In this blog post, Catrin Brown, one of the authors of Pearson’s Chemistry for the IB Diploma Programme series, and contributor to the IB’s curriculum review team, talks about the changes to the DP chemistry subject guide for first assessment in 2025.
The review team that helped develop the new chemistry guide had the following major goals:
- to reduce the content of the course
- to develop a conceptual approach
- and to focus on the significance of patterns and trends
while maintaining the programme’s emphasis on experimental work, global relevance, and a rigorous approach to learning and assessment.
The more significant changes in the new guide are itemised here, with a consideration of how these changes reflect the goals set by the curriculum review team.
1. Removal of the Options
The removal of the Options is certainly a big contributor to the reduction in the content of the course. However, some topics from each of the former four Options are now included in the main syllabus – for example the bonding triangle (Option A), biofuels (Option B), fuel cells (Option C) and separation techniques (Option D). This is by no means an exhaustive list, but makes the point that all students will now be exposed to the applications and global context of chemistry in a range of fields. Content has been reduced in many other areas too, especially where it included data that is easily accessed and is now largely included in the IB data booklet.
This syllabus contains fewer specified examples of context than the 2016 syllabus, so that teachers should feel less constrained and more able to choose examples that suit their location and circumstance.
2. Introduction of two main themes
The syllabus content is now presented in two main themes, Structure and Reactivity. The interdependence of these two themes – what chemicals are made from and how they behave – is emphasized throughout: ‘Structure determines reactivity, which in turn transforms structure’. This is reinforced by the fact there is no expectation that the syllabus be taught in any particular order, or that any topic needs to be covered completely at one time. For example, a teacher may choose to introduce the mole concept in Structure 1.4 and then move on to its application in stoichiometry in Reactivity 2.1. Linking Questions (explained below) help stress the relationships between topics.
Emphasis is placed on the wide use of models in the study of chemistry, with consideration of their limitations and how they continue to evolve. Reaction mechanisms are classified as only four types, all of which are defined in terms of sub-atomic particle behaviour.

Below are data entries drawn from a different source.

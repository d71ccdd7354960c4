// slnenv-rs: Solution Environment loader
//
// SPDX-FileCopyrightText: 2026 Romeo Ahmed
// SPDX-License-Identifier: GPL-3.0-or-later

//! Text decoding for definition and solution files.
//!
//! ```text
//! bytes
//!   BOM EF BB BF  --> UTF-8
//!   BOM FF FE     --> UTF-16 LE
//!   BOM FE FF     --> UTF-16 BE
//!   valid UTF-8   --> UTF-8
//!   otherwise     --> Windows-1252 (files saved as "ANSI")
//! ```
//!
//! Uses `encoding_rs`. Invalid sequences → U+FFFD.

use encoding_rs::{UTF_8, UTF_16BE, UTF_16LE, WINDOWS_1252};
use std::borrow::Cow;
use std::path::Path;

/// Encoding detected for a file's content.
#[derive(Debug, Clone, Copy, PartialEq, Eq)]
pub enum Encoding {
    /// UTF-8 without BOM
    Utf8,
    /// UTF-8 with BOM
    Utf8Bom,
    /// UTF-16 Little Endian, BOM required
    Utf16Le,
    /// UTF-16 Big Endian, BOM required
    Utf16Be,
    /// Windows-1252, the usual "ANSI" code page
    Windows1252,
}

/// Detects the encoding of `bytes`.
#[must_use]
pub fn detect(bytes: &[u8]) -> Encoding {
    match encoding_rs::Encoding::for_bom(bytes) {
        Some((enc, _)) if enc == UTF_8 => Encoding::Utf8Bom,
        Some((enc, _)) if enc == UTF_16LE => Encoding::Utf16Le,
        Some((enc, _)) if enc == UTF_16BE => Encoding::Utf16Be,
        _ if std::str::from_utf8(bytes).is_ok() => Encoding::Utf8,
        _ => Encoding::Windows1252,
    }
}

/// Decodes `bytes` to UTF-8, stripping any BOM.
///
/// # Example
/// ```
/// use slnenv_rs::utility::encoding::decode;
///
/// assert_eq!(decode(b"caf\xe9"), "café");
/// assert_eq!(decode(b"\xef\xbb\xbfA=1"), "A=1");
/// ```
#[must_use]
pub fn decode(bytes: &[u8]) -> Cow<'_, str> {
    match detect(bytes) {
        Encoding::Utf8 => String::from_utf8_lossy(bytes),
        Encoding::Utf8Bom => UTF_8.decode_with_bom_removal(bytes).0,
        Encoding::Utf16Le => UTF_16LE.decode_with_bom_removal(bytes).0,
        Encoding::Utf16Be => UTF_16BE.decode_with_bom_removal(bytes).0,
        Encoding::Windows1252 => WINDOWS_1252.decode_without_bom_handling(bytes).0,
    }
}

/// Reads a whole file and decodes it with [`decode`].
///
/// # Errors
///
/// Returns the I/O error if the file cannot be read.
pub fn read_text_file(path: &Path) -> std::io::Result<String> {
    let bytes = std::fs::read(path)?;
    Ok(decode(&bytes).into_owned())
}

At first glance this may give the impression that the syllabus has been drastically changed, but in fact, it is an elegant and stream-lined presentation that reinforces the concept of reactivity depending on structure.

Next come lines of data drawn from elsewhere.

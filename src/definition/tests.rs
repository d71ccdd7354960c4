// slnenv-rs: Solution Environment loader
//
// SPDX-FileCopyrightText: 2026 Romeo Ahmed
// SPDX-License-Identifier: GPL-3.0-or-later

//! Tests for the definition-file interpreter.

use std::path::{Path, PathBuf};

use super::condition::Condition;
use super::directive::{Assignment, Directive, IncludeKind, MalformedLine, parse_line};
use super::parser::{ParseContext, Parser};
use super::resolve::{resolve, split_registry_token};
use super::seeds::{SOLUTION_NAME, SeedVariables, path_root};
use crate::core::env::container::Env;
use crate::core::output::MemorySink;
use crate::core::registry::{MemoryRegistry, NoRegistry, RegistryRoot};
use crate::error::ParseError;
use crate::journal::TransactionLog;

// =============================================================================
// Condition
// =============================================================================

#[test]
fn test_condition_parse_forms() {
    let both = Condition::parse("Debug|x64");
    assert_eq!(both.configuration(), Some("Debug"));
    assert_eq!(both.platform(), Some("x64"));

    let config_only = Condition::parse("Debug");
    assert_eq!(config_only.configuration(), Some("Debug"));
    assert_eq!(config_only.platform(), None);

    let platform_only = Condition::parse("|x64");
    assert_eq!(platform_only.configuration(), None);
    assert_eq!(platform_only.platform(), Some("x64"));

    assert_eq!(Condition::parse("Debug|"), Condition::new(Some("Debug"), None));
    assert_eq!(Condition::parse(""), Condition::default());
}

#[test]
fn test_condition_platform_keeps_later_pipes() {
    let condition = Condition::parse("Debug|Mixed|Platforms");
    assert_eq!(condition.platform(), Some("Mixed|Platforms"));
}

#[test]
fn test_condition_matching() {
    let both = Condition::parse("Debug|x64");
    assert!(both.matches("Debug", "x64"));
    assert!(!both.matches("Debug", "Win32"));
    assert!(!both.matches("Release", "x64"));
    assert!(!both.matches("debug", "x64"), "matching is case-sensitive");

    assert!(Condition::parse("Debug").matches("Debug", "Win32"));
    assert!(Condition::parse("|x64").matches("Release", "x64"));
    assert!(Condition::default().matches("Anything", "Anywhere"));
}

#[test]
fn test_condition_display() {
    assert_eq!(Condition::parse("Debug|x64").to_string(), "Debug|x64");
    assert_eq!(Condition::parse("|x64").to_string(), "|x64");
    assert_eq!(Condition::parse("Release").to_string(), "Release");
}

// =============================================================================
// Directive
// =============================================================================

#[test]
fn test_parse_line_skips_blank_and_comments() {
    assert_eq!(parse_line(""), Ok(None));
    assert_eq!(parse_line("   \t "), Ok(None));
    assert_eq!(parse_line("-- PATH=ignored"), Ok(None));
    assert_eq!(parse_line("   --indented comment"), Ok(None));
}

#[test]
fn test_parse_line_includes() {
    assert_eq!(
        parse_line("include common.slnenv"),
        Ok(Some(Directive::Include {
            kind: IncludeKind::Include,
            target: "common.slnenv".to_string(),
        }))
    );
    assert_eq!(
        parse_line("ForceInclude   $(SolutionDir)/base.slnenv  "),
        Ok(Some(Directive::Include {
            kind: IncludeKind::ForceInclude,
            target: "$(SolutionDir)/base.slnenv".to_string(),
        }))
    );
}

#[test]
fn test_parse_line_malformed() {
    assert_eq!(parse_line("include"), Err(MalformedLine));
    assert_eq!(parse_line("JUSTAWORD"), Err(MalformedLine));
    assert_eq!(parse_line("require other.slnenv"), Err(MalformedLine));
}

#[test]
fn test_parse_line_assignments() {
    assert_eq!(
        parse_line("  PATH = $(SolutionDir)\\tools;$(PATH) "),
        Ok(Some(Directive::Assign(Assignment {
            condition: None,
            name: "PATH".to_string(),
            value: "$(SolutionDir)\\tools;$(PATH)".to_string(),
        })))
    );
    assert_eq!(
        parse_line("Debug|x64:BUILD_MODE=fast"),
        Ok(Some(Directive::Assign(Assignment {
            condition: Some(Condition::parse("Debug|x64")),
            name: "BUILD_MODE".to_string(),
            value: "fast".to_string(),
        })))
    );
}
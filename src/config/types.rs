// slnenv-rs: Solution Environment loader
//
// SPDX-FileCopyrightText: 2026 Romeo Ahmed
// SPDX-License-Identifier: GPL-3.0-or-later

//! Configuration sections.
//!
//! ```text
//! [global]    output_log_level, file_log_level, log_file
//! [solution]  path, configuration, platform
//! [registry]  enabled
//! ```

use serde::{Deserialize, Serialize};
use std::path::PathBuf;

use crate::error::ConfigError;
use crate::logging::LogLevel;

/// Global options.
#[derive(Debug, Clone, Serialize, Deserialize)]
#[serde(default, deny_unknown_fields)]
pub struct GlobalConfig {
    /// Log level for console output (0-6).
    pub output_log_level: LogLevel,
    /// Log level for file output (0-6).
    pub file_log_level: LogLevel,
    /// Path to log file. No file logging when unset.
    #[serde(skip_serializing_if = "Option::is_none")]
    pub log_file: Option<PathBuf>,
}

impl Default for GlobalConfig {
    fn default() -> Self {
        Self {
            output_log_level: LogLevel::WARN,
            file_log_level: LogLevel::TRACE,
            log_file: None,
        }
    }
}

/// Host context used when no IDE supplies it.
#[derive(Debug, Clone, Default, Serialize, Deserialize)]
#[serde(default, deny_unknown_fields)]
pub struct SolutionConfig {
    /// Solution file. Discovered in the working directory when unset.
    #[serde(skip_serializing_if = "Option::is_none")]
    pub path: Option<PathBuf>,
    /// Active build configuration. `Debug` when unset.
    #[serde(skip_serializing_if = "Option::is_none")]
    pub configuration: Option<String>,
    /// Active build platform. Derived from the solution file when unset.
    #[serde(skip_serializing_if = "Option::is_none")]
    pub platform: Option<String>,
}

impl SolutionConfig {
    /// Default active configuration.
    pub const DEFAULT_CONFIGURATION: &'static str = "Debug";

    /// Rejects names that are set but blank.
    ///
    /// # Errors
    ///
    /// Returns [`ConfigError::InvalidValue`] naming the offending key.
    pub fn validate(&self) -> Result<(), ConfigError> {
        for (key, value) in [
            ("configuration", &self.configuration),
            ("platform", &self.platform),
        ] {
            if value.as_deref().is_some_and(|v| v.trim().is_empty()) {
                return Err(ConfigError::InvalidValue {
                    section: "solution".to_string(),
                    key: key.to_string(),
                    message: "must not be empty".to_string(),
                });
            }
        }
        if self
            .path
            .as_ref()
            .is_some_and(|p| p.as_os_str().is_empty())
        {
            return Err(ConfigError::InvalidValue {
                section: "solution".to_string(),
                key: "path".to_string(),
                message: "must not be empty".to_string(),
            });
        }
        Ok(())
    }
}

/// Registry lookups for `%(ROOT\Key\Value)` tokens.
#[derive(Debug, Clone, Serialize, Deserialize)]
#[serde(default, deny_unknown_fields)]
pub struct RegistryConfig {
    /// When false, every registry token resolves to an empty string.
    pub enabled: bool,
}

impl Default for RegistryConfig {
    fn default() -> Self {
        Self { enabled: true }
    }
}
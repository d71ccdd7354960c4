// slnenv-rs: Solution Environment loader
//
// SPDX-FileCopyrightText: 2026 Romeo Ahmed
// SPDX-License-Identifier: GPL-3.0-or-later

//! Config-related commands for slnenv-rs.

use crate::config::Config;

/// Display current configuration options.
pub fn run_options_command(config: &Config) {
    for line in config.format_options() {
        println!("{line}");
    }
}

/// Display loaded configuration files.
pub fn run_inis_command(config_files: &[String]) {
    if config_files.is_empty() {
        println!("No configuration files loaded");
    } else {
        for line in config_files {
            println!("{line}");
        }
    }
}
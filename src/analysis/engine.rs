//! Resume analysis facade coordinating the pipeline components

use crate::analysis::contact::ContactExtractor;
use crate::analysis::keywords::Dictionaries;
use crate::analysis::recommend::{self, Recommender};
use crate::analysis::types::ResumeAnalysis;
use crate::analysis::{industry, readability, scorer, segmenter};
use crate::error::{Result, ResumeInsightError};
use crate::input;
use log::{debug, warn};
use std::sync::Arc;

/// Stateless analysis engine. Dictionaries and compiled patterns are built
/// once here and shared read-only, so one analyzer can serve concurrent
/// callers without coordination.
pub struct ResumeAnalyzer {
    dictionaries: Arc<Dictionaries>,
    contact: ContactExtractor,
    recommender: Recommender,
}

impl ResumeAnalyzer {
    pub fn new() -> Self {
        Self {
            dictionaries: Arc::new(Dictionaries::new()),
            contact: ContactExtractor::new(),
            recommender: Recommender::new(),
        }
    }

    /// Analyzes an uploaded document. Extraction failures and empty content
    /// degrade to a conservative fallback analysis instead of erroring, so
    /// the caller can always respond.
    pub fn analyze(&self, bytes: &[u8], filename: &str) -> ResumeAnalysis {
        match self.try_analyze(bytes, filename) {
            Ok(analysis) => analysis,
            Err(err) => {
                warn!("falling back to default analysis for {}: {}", filename, err);
                self.fallback_analysis()
            }
        }
    }

    /// Like [`analyze`](Self::analyze), but surfaces the extraction error
    /// (`PdfExtraction` / `DocxExtraction`) or `EmptyContent` to callers
    /// that want the failure flag.
    pub fn try_analyze(&self, bytes: &[u8], filename: &str) -> Result<ResumeAnalysis> {
        let text = input::extract_text(bytes, filename)?;
        if text.trim().is_empty() {
            return Err(ResumeInsightError::EmptyContent);
        }
        Ok(self.analyze_text(&text))
    }

    /// Analyzes already-extracted text. Pure and deterministic: identical
    /// text always yields an identical analysis.
    pub fn analyze_text(&self, text: &str) -> ResumeAnalysis {
        let text_lower = text.to_lowercase();

        let word_count = readability::word_count(text);
        let sentence_count = readability::sentence_count(text);
        let readability_score = readability::flesch_reading_ease(text);

        let sections = segmenter::extract_sections(text);
        let contact_info = self.contact.extract(text);
        let industry = industry::detect_industry(&self.dictionaries, &text_lower);
        debug!("classified resume as {} ({} sections)", industry, sections.len());

        let keyword_analysis = scorer::analyze_keywords(&self.dictionaries, text, industry);
        let ats_score = scorer::calculate_ats_score(text, &sections, &contact_info, &keyword_analysis);

        let recommendations = self.recommender.generate(
            &self.dictionaries,
            text,
            &sections,
            &contact_info,
            &keyword_analysis,
            industry,
        );
        let strengths =
            recommend::identify_strengths(&self.dictionaries, text, &sections, &keyword_analysis);
        let weaknesses =
            recommend::identify_weaknesses(text, &sections, &contact_info, &keyword_analysis);

        ResumeAnalysis {
            raw_text: text.to_string(),
            word_count,
            sentence_count,
            readability_score,
            sections,
            contact_info,
            industry,
            keyword_analysis,
            ats_score,
            recommendations,
            strengths,
            weaknesses,
        }
    }

    /// Minimal analysis used when nothing could be extracted: conservative
    /// scores and explicit weaknesses, never a failure.
    pub fn fallback_analysis(&self) -> ResumeAnalysis {
        self.analyze_text("")
    }

    pub fn dictionaries(&self) -> Arc<Dictionaries> {
        Arc::clone(&self.dictionaries)
    }
}

impl Default for ResumeAnalyzer {
    fn default() -> Self {
        Self::new()
    }
}

#[cfg(test)]
mod tests {
    use super::*;
    use crate::analysis::types::{Industry, SectionKind};

    const SAMPLE: &str = "John Doe\njohn@x.com\n(555) 123-4567\nExperience\nDeveloped software using Python, AWS.\nEducation\nBachelor of Science\nSkills\nPython, AWS";

    #[test]
    fn analyzes_a_complete_resume() {
        let analyzer = ResumeAnalyzer::new();
        let analysis = analyzer.analyze_text(SAMPLE);

        assert!(analysis.sections.contains_key(&SectionKind::Experience));
        assert!(analysis.sections.contains_key(&SectionKind::Education));
        assert!(analysis.sections.contains_key(&SectionKind::Skills));
        assert_eq!(analysis.contact_info.email.as_deref(), Some("john@x.com"));
        assert_eq!(analysis.industry, Industry::Technology);
        assert!(analysis.ats_score > 60.0);
    }

    #[test]
    fn empty_bytes_degrade_to_fallback() {
        let analyzer = ResumeAnalyzer::new();
        let analysis = analyzer.analyze(b"", "resume.txt");
        assert!(analysis.ats_score <= 60.0);
        assert!(!analysis.weaknesses.is_empty());
    }

    #[test]
    fn try_analyze_reports_empty_content() {
        let analyzer = ResumeAnalyzer::new();
        let err = analyzer.try_analyze(b"   \n ", "resume.txt").unwrap_err();
        assert!(matches!(err, ResumeInsightError::EmptyContent));
    }

    #[test]
    fn analysis_is_deterministic() {
        let analyzer = ResumeAnalyzer::new();
        let a = analyzer.analyze_text(SAMPLE);
        let b = analyzer.analyze_text(SAMPLE);
        assert_eq!(a, b);
    }
}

The Nature of Science (NOS) continues to be an important thread that runs through the course (and through the biology and physics courses too). Some references are made to NOS in the syllabus, but mostly, teachers are encouraged to provide their own examples, such as by drawing on topical developments.
3. Guiding Questions
Guiding Questions are a new feature of the syllabus, given at the start of each sub-topic. The questions are purposefully open-ended, lending themselves to increasingly detailed consideration as the understanding of the topic deepens. These questions may serve as openers for a topic, teasing out students’ prior knowledge, and perhaps helping to suggest a sequence of what will be covered. They could also be used as a tool for assessment, looking for increasing depth and breadth at different stages in the learning. In topics where there are additional Understandings for the Higher Level course, HL students will be able to give a more in-depth answer at the end of the unit.

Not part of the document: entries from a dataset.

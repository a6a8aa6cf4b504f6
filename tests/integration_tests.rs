//! Integration tests for resume insight

use resume_insight::analysis::types::{Industry, ResumeAnalysis};
use resume_insight::job::types::{ExperienceLevel, JobLevel};
use resume_insight::matching::compute_match;
use resume_insight::{JobParser, ResumeAnalyzer};
use std::path::Path;

async fn analyze_fixture(path: &str) -> ResumeAnalysis {
    let bytes = tokio::fs::read(Path::new(path)).await.unwrap();
    let filename = Path::new(path).file_name().unwrap().to_string_lossy();
    ResumeAnalyzer::new().analyze(&bytes, &filename)
}

#[tokio::test]
async fn test_resume_analysis_from_txt() {
    let analysis = analyze_fixture("tests/fixtures/sample_resume.txt").await;

    assert_eq!(analysis.industry, Industry::Technology);
    assert_eq!(
        analysis.contact_info.email.as_deref(),
        Some("john.doe@example.com")
    );
    assert_eq!(
        analysis.contact_info.phone.as_deref(),
        Some("(555) 123-4567")
    );
    assert!(analysis.contact_info.linkedin_handle.is_some());
    assert!(analysis.contact_info.github_handle.is_some());

    let section_names: Vec<String> = analysis.sections.keys().map(|k| k.to_string()).collect();
    assert!(section_names.contains(&"experience".to_string()));
    assert!(section_names.contains(&"education".to_string()));
    assert!(section_names.contains(&"skills".to_string()));

    assert!(analysis.ats_score > 60.0);
    assert!(analysis.keyword_analysis.total_found > 5);
    assert!(!analysis.strengths.is_empty());
}

#[tokio::test]
async fn test_job_parsing_from_txt() {
    let text = tokio::fs::read_to_string("tests/fixtures/sample_job.txt")
        .await
        .unwrap();
    let analysis = JobParser::new().parse(&text);

    assert_eq!(analysis.requirements.experience.min_years, 5);
    // 5 years sits at the top of the mid bucket (3..=5)
    assert_eq!(analysis.requirements.experience.level, ExperienceLevel::Mid);
    assert_eq!(analysis.job_level, JobLevel::Senior);
    assert_eq!(analysis.industry, Industry::Technology);
    assert!(analysis.requirements.education.degree_required);

    let required = &analysis.requirements.skills.required_skills;
    assert!(required.contains(&"python".to_string()));
    assert!(required.contains(&"aws".to_string()));
    assert!(required.contains(&"docker".to_string()));
    assert!(required.contains(&"postgresql".to_string()));

    assert!(analysis
        .requirements
        .skills
        .preferred_skills
        .contains(&"kubernetes".to_string()));
    assert!(!analysis.benefits.is_empty());
}

#[tokio::test]
async fn test_end_to_end_match_scoring() {
    let resume = analyze_fixture("tests/fixtures/sample_resume.txt").await;
    let job_text = tokio::fs::read_to_string("tests/fixtures/sample_job.txt")
        .await
        .unwrap();
    let job = JobParser::new().parse(&job_text);

    let result = compute_match(&resume, &job);

    assert!((0.0..=100.0).contains(&result.overall_score));
    assert!(result.overall_score > 50.0);
    // Same industry on both sides
    assert_eq!(result.category_scores.industry, 100.0);
    // 5+ years is the lowest experience bucket
    assert_eq!(result.category_scores.experience, 60.0);
}

#[tokio::test]
async fn test_corrupt_pdf_falls_back_to_empty_analysis() {
    let analyzer = ResumeAnalyzer::new();
    let analysis = analyzer.analyze(b"this is not a pdf", "resume.pdf");

    assert!(analysis.ats_score <= 60.0);
    assert!(analysis.sections.is_empty());
    assert!(!analysis.weaknesses.is_empty());
}

#[tokio::test]
async fn test_resume_analysis_json_round_trip() {
    let analysis = analyze_fixture("tests/fixtures/sample_resume.txt").await;

    let json = serde_json::to_string(&analysis).unwrap();
    let parsed: ResumeAnalysis = serde_json::from_str(&json).unwrap();
    assert_eq!(analysis, parsed);

    // Wire field names are camelCase
    let value: serde_json::Value = serde_json::from_str(&json).unwrap();
    assert!(value["atsScore"].is_number());
    assert!(value["contactInfo"]["email"].is_string());
    assert!(value["keywordAnalysis"]["foundKeywords"].is_array());
}

#[tokio::test]
async fn test_analysis_from_temp_file() {
    let dir = tempfile::tempdir().unwrap();
    let path = dir.path().join("resume.txt");
    tokio::fs::write(
        &path,
        "jane@example.com\nExperience\nDeveloped software in Python.\nSkills\nPython, AWS",
    )
    .await
    .unwrap();

    let bytes = tokio::fs::read(&path).await.unwrap();
    let analysis = ResumeAnalyzer::new().analyze(&bytes, "resume.txt");

    assert_eq!(analysis.industry, Industry::Technology);
    assert!(analysis.contact_info.has_email());
    assert!(analysis.sections.len() >= 2);
}
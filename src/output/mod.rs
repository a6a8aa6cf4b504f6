//! Report formatting for console, JSON and Markdown output

pub mod formatter;

pub use formatter::{formatter_for, ConsoleFormatter, JsonFormatter, MarkdownFormatter, ReportFormatter};
//! Value types produced by the match scorer

use crate::analysis::types::Priority;
use serde::{Deserialize, Serialize};

#[derive(Debug, Clone, Copy, PartialEq, Eq, Serialize, Deserialize)]
#[serde(rename_all = "snake_case")]
pub enum MatchRecommendationKind {
    AddSkills,
    HighlightExperience,
}

#[derive(Debug, Clone, PartialEq, Serialize, Deserialize)]
#[serde(rename_all = "camelCase")]
pub struct MatchRecommendation {
    #[serde(rename = "type")]
    pub kind: MatchRecommendationKind,
    pub priority: Priority,
    pub title: String,
    pub description: String,
    #[serde(default, skip_serializing_if = "Vec::is_empty")]
    pub skills: Vec<String>,
}

/// Per-category scores in [0, 100], weighted into the overall score.
#[derive(Debug, Clone, PartialEq, Serialize, Deserialize)]
#[serde(rename_all = "camelCase")]
pub struct CategoryScores {
    pub experience: f64,
    pub skills: f64,
    pub education: f64,
    pub industry: f64,
}

/// Weighted compatibility of one resume analysis with one job analysis.
#[derive(Debug, Clone, PartialEq, Serialize, Deserialize)]
#[serde(rename_all = "camelCase")]
pub struct MatchResult {
    /// 0.30*experience + 0.40*skills + 0.15*education + 0.15*industry
    pub overall_score: f64,
    pub category_scores: CategoryScores,
    pub strengths: Vec<String>,
    pub gaps: Vec<String>,
    pub recommendations: Vec<MatchRecommendation>,
}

Guiding Questions should be re-visited at the end of each sub-topic as a useful tool for revision.
4. Linking Questions
Linking Questions are another important feature of the new course. They are given in many of the syllabus Understandings, where they show a link to a different but related sub-topic. The goal of Linking Questions is to help create networked understanding, including from Skills in the study of chemistry and with the NOS. They focus on the unifying concepts and patterns, sometimes including anomalies. They may also probe limitations of models and prompt consideration of the application of chemistry in a real-world context.
Linking Questions are unlikely to be used as questions in examinations per se, but the related concepts are considered an essential part of the course for assessment.
5. Introduction of skills in the study of chemistry
At the top of the ‘syllabus roadmap’ given at the start of the 2025 subject guide is a new section known as ‘Skills in the study of chemistry’. This is not intended as a topic to be taught in isolation, but is more of a checklist of skills that students must acquire during the course. It replaces the ‘prescribed practicals’, (aka ‘mandatory labs’) of the 2016 curriculum, and clarifies the techniques, technology and mathematical scope that is expected within the course. This approach gives more flexibility to teachers as to how and when they teach a specific skill. For example, carrying out distillation is an expected technique, but whether this is included as part of the oxidation of alcohols or while considering the separation of a mixture of liquids or anywhere else, is completely open to choice. The inquiry process is explicitly laid out as essential background for the Internal Assessment component of the course.
I hope teachers and students truly enjoy exploring this conceptual approach to the study of chemistry.